Speaker: Madhav Marathe


Abstract

Infectious diseases cause more than 13 million deaths a year worldwide. Globalization, urbanization, climate change, and ecological pressures increase the risk and impact of future pandemics. The ongoing COVID-19 pandemic has exemplified several of these issues. The social, economic, and health impact of the pandemic has been immense and will continue to be felt for decades to come. India is currently experiencing an unprecedented second wave that has claimed thousands of precious lives. The talk will give an overview of the state of the art in real-time computational epidemiology. Then using COVID-19 as an exemplar, we will describe how scalable computing, AI and data science can play an important role in advancing real-time epidemic science. Computational challenges and directions for future research will be discussed.

Bio

Madhav Marathe is a Distinguished Professor in Biocomplexity, the division director of the Network Systems Science and Advanced Computing Division at the Biocomplexity Institute and Initiative, and a Professor in the Department of Computer Science at the University of Virginia (UVA).
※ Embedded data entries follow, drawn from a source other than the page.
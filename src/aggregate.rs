//! Aggregator
//!
//! Walks `<root>/<group>/logs/*.log` for every configured group, decodes
//! each file stem as an [`ExperimentName`], extracts its metrics and joins
//! the two into an [`ExperimentResult`]. Files whose stem does not decode
//! are skipped, and so are logs or directories that cannot be read: one
//! bad artifact never stops the analysis. The resulting [`ResultStore`]
//! backs the summary table, the statistics and every analysis output.

use std::fs;
use std::path::{Path, PathBuf};

use serde::Serialize;
use tracing::{debug, info, warn};

use crate::config::{PathsConfig, SweepConfig};
use crate::experiment::{EvalPoint, ExperimentName, ExperimentResult, IterationLoss, ResultStore};
use crate::extract::extract_metrics_from_file;
use crate::stats::SweepStatistics;
use crate::synth;
use crate::table::{write_batch, SummaryTable};
use crate::Result;

/// File name (without extension) of the full results table.
pub const ANALYSIS_RESULTS: &str = "analysis_results";
/// File name (without extension) of the best-configurations table.
pub const BEST_CONFIGURATIONS: &str = "best_configurations";
/// File name of the loss-curve export.
pub const LOSS_CURVES: &str = "loss_curves.json";

/// Log artifacts of one group, sorted by file name.
///
/// A missing logs directory yields no files. Directory entries that
/// cannot be read are skipped with a warning.
///
/// # Errors
///
/// Returns error if the directory exists but cannot be listed.
pub fn log_files(paths: &PathsConfig, group: &str) -> Result<Vec<PathBuf>> {
    let dir = paths.logs_dir(group);
    if !dir.is_dir() {
        debug!(dir = %dir.display(), "no logs directory");
        return Ok(Vec::new());
    }

    let mut files = Vec::new();
    for entry in fs::read_dir(&dir)? {
        let path = match entry {
            Ok(entry) => entry.path(),
            Err(error) => {
                warn!(dir = %dir.display(), %error, "skipping unreadable directory entry");
                continue;
            }
        };
        if path.is_file() && path.extension().is_some_and(|ext| ext == "log") {
            files.push(path);
        }
    }
    files.sort();
    Ok(files)
}

/// Decode and extract one log artifact.
///
/// Returns `Ok(None)` when the file stem is not an experiment name.
///
/// # Errors
///
/// Returns error if the file cannot be read.
pub fn load_result(group: &str, path: &Path) -> Result<Option<ExperimentResult>> {
    let stem = path.file_stem().and_then(|stem| stem.to_str()).unwrap_or_default();
    if ExperimentName::parse(stem).is_none() {
        warn!(file = %path.display(), "skipping log with unrecognized name");
        return Ok(None);
    }

    let metrics = extract_metrics_from_file(path)?;
    debug!(
        file = %path.display(),
        evaluations = metrics.evaluations().len(),
        "extracted metrics"
    );
    Ok(ExperimentResult::from_stem(group, stem, metrics))
}

/// Collect results for every configured group, in group then file order.
///
/// A name seen twice keeps the last result at its first position. Logs
/// directories and log files that cannot be read are skipped with a
/// warning.
#[must_use]
pub fn collect_results(config: &SweepConfig) -> ResultStore {
    let mut store = ResultStore::new();
    for group in &config.groups {
        let files = match log_files(&config.paths, &group.name) {
            Ok(files) => files,
            Err(error) => {
                warn!(group = %group.name, %error, "skipping unreadable logs directory");
                continue;
            }
        };

        for path in files {
            match load_result(&group.name, &path) {
                Ok(Some(result)) => {
                    if let Some(previous) = store.insert(result) {
                        debug!(name = previous.exp_name(), "replaced earlier result");
                    }
                }
                Ok(None) => {}
                Err(error) => {
                    warn!(file = %path.display(), %error, "skipping unreadable log");
                }
            }
        }
    }
    store
}

#[derive(Serialize)]
struct LossCurve<'a> {
    group: &'a str,
    exp_name: &'a str,
    iterations: &'a [IterationLoss],
    evaluations: &'a [EvalPoint],
}

/// Write per-experiment iteration and evaluation histories as JSON.
///
/// # Errors
///
/// Returns error if the file cannot be written.
pub fn write_loss_curves(store: &ResultStore, path: &Path) -> Result<()> {
    let curves: Vec<LossCurve<'_>> = store
        .iter()
        .map(|r| LossCurve {
            group: r.group(),
            exp_name: r.exp_name(),
            iterations: r.metrics().iterations(),
            evaluations: r.metrics().evaluations(),
        })
        .collect();
    fs::write(path, serde_json::to_string_pretty(&curves)?)?;
    Ok(())
}

/// Outcome of a completed analysis.
#[derive(Debug)]
pub struct AnalysisReport {
    table: SummaryTable,
    statistics: SweepStatistics,
    outputs: Vec<PathBuf>,
    top_k: usize,
}

impl AnalysisReport {
    /// Full summary table.
    #[must_use]
    pub const fn table(&self) -> &SummaryTable {
        &self.table
    }

    /// Sweep statistics.
    #[must_use]
    pub const fn statistics(&self) -> &SweepStatistics {
        &self.statistics
    }

    /// Files written, in write order.
    #[must_use]
    pub fn outputs(&self) -> &[PathBuf] {
        &self.outputs
    }

    /// Top rows by val loss for the sample print.
    #[must_use]
    pub fn sample(&self) -> Vec<&crate::table::SummaryRow> {
        self.table.best_by_val_loss(self.top_k)
    }
}

/// Run the full analysis: collect, tabulate, summarize and write outputs.
///
/// Returns `Ok(None)` and writes nothing when no results were found.
///
/// # Errors
///
/// Returns error if outputs cannot be written.
pub fn analyze(config: &SweepConfig) -> Result<Option<AnalysisReport>> {
    let store = collect_results(config);
    if store.is_empty() {
        info!("no results");
        return Ok(None);
    }

    let table = SummaryTable::from_store(&store);
    let expected = synth::plan(config).expected_counts();
    let statistics = SweepStatistics::compute(&table, &expected);

    let root = &config.paths.root;
    fs::create_dir_all(root)?;
    let format = config.analysis.format;
    let ext = format.extension();

    let results_path = root.join(format!("{ANALYSIS_RESULTS}.{ext}"));
    write_batch(&table.to_record_batch()?, &results_path, format)?;
    info!(path = %results_path.display(), rows = table.len(), "wrote results table");

    let best_path = root.join(format!("{BEST_CONFIGURATIONS}.{ext}"));
    let best = table.best_configurations(config.analysis.top_k)?;
    write_batch(&best, &best_path, format)?;
    info!(path = %best_path.display(), rows = best.num_rows(), "wrote best configurations");

    let curves_path = root.join(LOSS_CURVES);
    write_loss_curves(&store, &curves_path)?;
    info!(path = %curves_path.display(), "wrote loss curves");

    Ok(Some(AnalysisReport {
        table,
        statistics,
        outputs: vec![results_path, best_path, curves_path],
        top_k: config.analysis.top_k,
    }))
}

#[cfg(test)]
mod tests {
    use super::*;
    use crate::config::GroupPreset;

    const LOG: &str = "number of parameters: 0.80M\n\
                       iter 0: loss 4.2\n\
                       step 0: train loss 4.1, val loss 4.2\n\
                       step 20: train loss 2.1, val loss 2.4\n\
                       Duration: 5.50 seconds\n";

    fn config(root: &Path) -> SweepConfig {
        let mut config = SweepConfig::default();
        config.paths.root = root.to_path_buf();
        config.groups = vec![GroupPreset::new("member1", 64, 4), GroupPreset::new("member2", 64, 6)];
        config
    }

    fn write_log(config: &SweepConfig, group: &str, name: &str, text: &str) {
        let dir = config.paths.logs_dir(group);
        fs::create_dir_all(&dir).unwrap();
        fs::write(dir.join(format!("{name}.log")), text).unwrap();
    }

    #[test]
    fn test_missing_log_dirs_yield_no_results() {
        let dir = tempfile::tempdir().unwrap();
        let config = config(dir.path());

        assert!(collect_results(&config).is_empty());
        assert!(analyze(&config).unwrap().is_none());
        assert!(!dir.path().join("analysis_results.csv").exists());
        assert!(!dir.path().join(LOSS_CURVES).exists());
    }

    #[test]
    fn test_unparseable_names_are_skipped() {
        let dir = tempfile::tempdir().unwrap();
        let config = config(dir.path());
        write_log(&config, "member1", "exp_001_bs64_nl4_nh4_ne128_bsz8_mi25_dr0.1", LOG);
        write_log(&config, "member1", "scratch", LOG);
        write_log(&config, "member1", "exp_x_bs64", LOG);

        let store = collect_results(&config);
        assert_eq!(store.len(), 1);
    }

    #[test]
    fn test_files_are_read_in_name_order() {
        let dir = tempfile::tempdir().unwrap();
        let config = config(dir.path());
        write_log(&config, "member2", "exp_002_bs64_nl6_nh4_ne128_bsz8_mi25_dr0.2", LOG);
        write_log(&config, "member2", "exp_001_bs64_nl6_nh4_ne128_bsz8_mi25_dr0.1", LOG);
        write_log(&config, "member1", "exp_001_bs64_nl4_nh4_ne128_bsz8_mi25_dr0.1", LOG);

        let store = collect_results(&config);
        let names: Vec<&str> = store.iter().map(ExperimentResult::exp_name).collect();
        assert_eq!(
            names,
            vec![
                "exp_001_bs64_nl4_nh4_ne128_bsz8_mi25_dr0.1",
                "exp_001_bs64_nl6_nh4_ne128_bsz8_mi25_dr0.1",
                "exp_002_bs64_nl6_nh4_ne128_bsz8_mi25_dr0.2",
            ]
        );
    }

    #[test]
    fn test_same_name_in_two_groups_last_wins() {
        let dir = tempfile::tempdir().unwrap();
        let config = config(dir.path());
        let name = "exp_001_bs64_nl4_nh4_ne128_bsz8_mi25_dr0.1";
        write_log(&config, "member1", name, LOG);
        write_log(&config, "member2", name, "step 5: train loss 1.0, val loss 1.5\n");

        let store = collect_results(&config);
        assert_eq!(store.len(), 1);
        let result = store.get(name).unwrap();
        assert_eq!(result.group(), "member2");
        assert_eq!(result.metrics().final_val_loss(), Some(1.5));
    }

    #[test]
    fn test_analyze_writes_outputs() {
        let dir = tempfile::tempdir().unwrap();
        let config = config(dir.path());
        write_log(&config, "member1", "exp_001_bs64_nl4_nh4_ne128_bsz8_mi25_dr0.1", LOG);
        write_log(&config, "member1", "exp_002_bs64_nl4_nh4_ne128_bsz8_mi25_dr0.2", "crashed\n");

        let report = analyze(&config).unwrap().unwrap();
        assert_eq!(report.table().len(), 2);
        assert_eq!(report.outputs().len(), 3);
        assert!(report.outputs().iter().all(|p| p.exists()));
        assert_eq!(report.statistics().expected, 64);
        assert_eq!(report.sample().len(), 1);

        let best = fs::read_to_string(dir.path().join("best_configurations.csv")).unwrap();
        assert!(best.starts_with("exp_name,group,block_size"));
        assert_eq!(best.lines().count(), 2);

        let curves: serde_json::Value =
            serde_json::from_str(&fs::read_to_string(dir.path().join(LOSS_CURVES)).unwrap())
                .unwrap();
        assert_eq!(curves.as_array().unwrap().len(), 2);
        assert_eq!(curves[0]["evaluations"].as_array().unwrap().len(), 2);
    }

    #[test]
    fn test_exp_name_keeps_file_stem() {
        let dir = tempfile::tempdir().unwrap();
        let config = config(dir.path());
        let stem = "exp_1_bs64_nl4_nh4_ne128_bsz8_mi25_dr0.10";
        write_log(&config, "member1", stem, LOG);

        let report = analyze(&config).unwrap().unwrap();
        assert_eq!(report.table().rows()[0].exp_name, stem);
        assert!(config.paths.logs_dir("member1").join(format!("{stem}.log")).exists());

        let results = fs::read_to_string(dir.path().join("analysis_results.csv")).unwrap();
        assert!(results.contains(stem));
    }

    #[cfg(target_os = "linux")]
    #[test]
    fn test_unreadable_log_is_skipped() {
        let dir = tempfile::tempdir().unwrap();
        let config = config(dir.path());
        write_log(&config, "member1", "exp_001_bs64_nl4_nh4_ne128_bsz8_mi25_dr0.1", LOG);
        // Reading offset 0 of a process's own memory map fails with EIO
        let broken = config
            .paths
            .logs_dir("member1")
            .join("exp_002_bs64_nl4_nh4_ne128_bsz8_mi25_dr0.2.log");
        std::os::unix::fs::symlink("/proc/self/mem", &broken).unwrap();
        assert!(load_result("member1", &broken).is_err());

        let report = analyze(&config).unwrap().unwrap();
        assert_eq!(report.table().len(), 1);
        assert_eq!(
            report.table().rows()[0].exp_name,
            "exp_001_bs64_nl4_nh4_ne128_bsz8_mi25_dr0.1"
        );
        assert!(dir.path().join("analysis_results.csv").exists());
    }
}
His research interests are in network science, computational epidemiology, AI, foundations of computing and high performance computing. Over the last 20 years, his division has supported federal and state authorities in their effort to combat epidemics in real-time, including the H1N1 pandemic in 2009, the Ebola outbreak in 2014 and most recently the COVID-19 pandemic. Before joining UVA, he held positions at Virginia Tech and the Los Alamos National Laboratory. He is a Fellow of the IEEE, ACM, SIAM and AAAS.